• **TASK STATEMENT**
Exactly how many lines of the data below include the string "ErrorContext"? State the number and nothing more.

[Collected data entries]
····················

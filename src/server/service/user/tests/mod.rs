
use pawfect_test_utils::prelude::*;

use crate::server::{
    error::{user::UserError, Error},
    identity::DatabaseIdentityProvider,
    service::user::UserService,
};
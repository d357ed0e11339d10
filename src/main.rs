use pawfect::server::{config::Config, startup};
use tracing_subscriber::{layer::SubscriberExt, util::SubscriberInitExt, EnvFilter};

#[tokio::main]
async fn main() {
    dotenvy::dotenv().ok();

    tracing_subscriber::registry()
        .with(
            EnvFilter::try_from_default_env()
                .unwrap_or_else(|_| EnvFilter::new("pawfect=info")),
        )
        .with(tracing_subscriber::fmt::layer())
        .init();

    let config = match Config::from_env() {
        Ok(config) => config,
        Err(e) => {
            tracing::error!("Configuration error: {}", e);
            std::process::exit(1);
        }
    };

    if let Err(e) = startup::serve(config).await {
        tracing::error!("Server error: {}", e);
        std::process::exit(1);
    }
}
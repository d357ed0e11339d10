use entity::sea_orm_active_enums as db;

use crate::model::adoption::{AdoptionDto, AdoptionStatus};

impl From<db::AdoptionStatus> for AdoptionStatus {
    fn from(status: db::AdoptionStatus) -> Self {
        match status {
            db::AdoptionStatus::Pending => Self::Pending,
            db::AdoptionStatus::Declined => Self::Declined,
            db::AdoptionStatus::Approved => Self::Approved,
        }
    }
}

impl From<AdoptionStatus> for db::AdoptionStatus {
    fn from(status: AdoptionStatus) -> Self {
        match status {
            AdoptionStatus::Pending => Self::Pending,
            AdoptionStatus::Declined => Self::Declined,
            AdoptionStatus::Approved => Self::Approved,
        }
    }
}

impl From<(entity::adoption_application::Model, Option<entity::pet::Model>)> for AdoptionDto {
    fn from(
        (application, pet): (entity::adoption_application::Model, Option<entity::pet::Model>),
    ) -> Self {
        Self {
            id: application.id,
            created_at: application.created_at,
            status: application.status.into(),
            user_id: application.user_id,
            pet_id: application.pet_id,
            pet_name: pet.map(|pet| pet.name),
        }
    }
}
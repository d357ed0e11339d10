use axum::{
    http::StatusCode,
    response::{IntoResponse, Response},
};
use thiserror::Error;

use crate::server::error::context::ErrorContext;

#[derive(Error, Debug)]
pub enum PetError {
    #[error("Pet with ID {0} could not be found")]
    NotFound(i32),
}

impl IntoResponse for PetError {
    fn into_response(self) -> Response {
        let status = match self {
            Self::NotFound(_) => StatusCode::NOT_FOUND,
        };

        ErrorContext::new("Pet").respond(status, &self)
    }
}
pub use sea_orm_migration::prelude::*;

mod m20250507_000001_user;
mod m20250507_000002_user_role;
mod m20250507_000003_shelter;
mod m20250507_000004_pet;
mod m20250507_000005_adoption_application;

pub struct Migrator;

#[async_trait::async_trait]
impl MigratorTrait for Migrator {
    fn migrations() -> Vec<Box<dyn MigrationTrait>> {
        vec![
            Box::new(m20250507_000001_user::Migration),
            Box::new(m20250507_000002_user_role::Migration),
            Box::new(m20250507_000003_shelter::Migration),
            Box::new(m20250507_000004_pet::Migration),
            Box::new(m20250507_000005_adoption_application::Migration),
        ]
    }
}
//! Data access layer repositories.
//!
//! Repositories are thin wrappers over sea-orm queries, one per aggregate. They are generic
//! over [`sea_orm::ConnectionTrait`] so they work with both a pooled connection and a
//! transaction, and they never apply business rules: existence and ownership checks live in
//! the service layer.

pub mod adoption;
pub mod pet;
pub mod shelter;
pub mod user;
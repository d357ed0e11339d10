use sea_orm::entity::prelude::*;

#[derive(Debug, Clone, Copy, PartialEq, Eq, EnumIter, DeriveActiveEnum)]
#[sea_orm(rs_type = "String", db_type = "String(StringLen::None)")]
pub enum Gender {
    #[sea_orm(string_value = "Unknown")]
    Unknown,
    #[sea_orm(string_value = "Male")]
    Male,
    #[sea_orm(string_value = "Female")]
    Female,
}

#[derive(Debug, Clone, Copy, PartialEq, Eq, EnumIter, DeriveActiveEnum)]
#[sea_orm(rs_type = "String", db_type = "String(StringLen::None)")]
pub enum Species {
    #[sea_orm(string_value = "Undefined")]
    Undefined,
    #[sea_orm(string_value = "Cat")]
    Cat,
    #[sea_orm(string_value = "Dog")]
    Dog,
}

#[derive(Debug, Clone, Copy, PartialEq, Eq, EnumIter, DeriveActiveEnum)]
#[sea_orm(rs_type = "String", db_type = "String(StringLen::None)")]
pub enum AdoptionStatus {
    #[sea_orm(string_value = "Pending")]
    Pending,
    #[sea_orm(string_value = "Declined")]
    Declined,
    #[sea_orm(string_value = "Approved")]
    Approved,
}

····················

• **EXERCISE RESPONSE**
2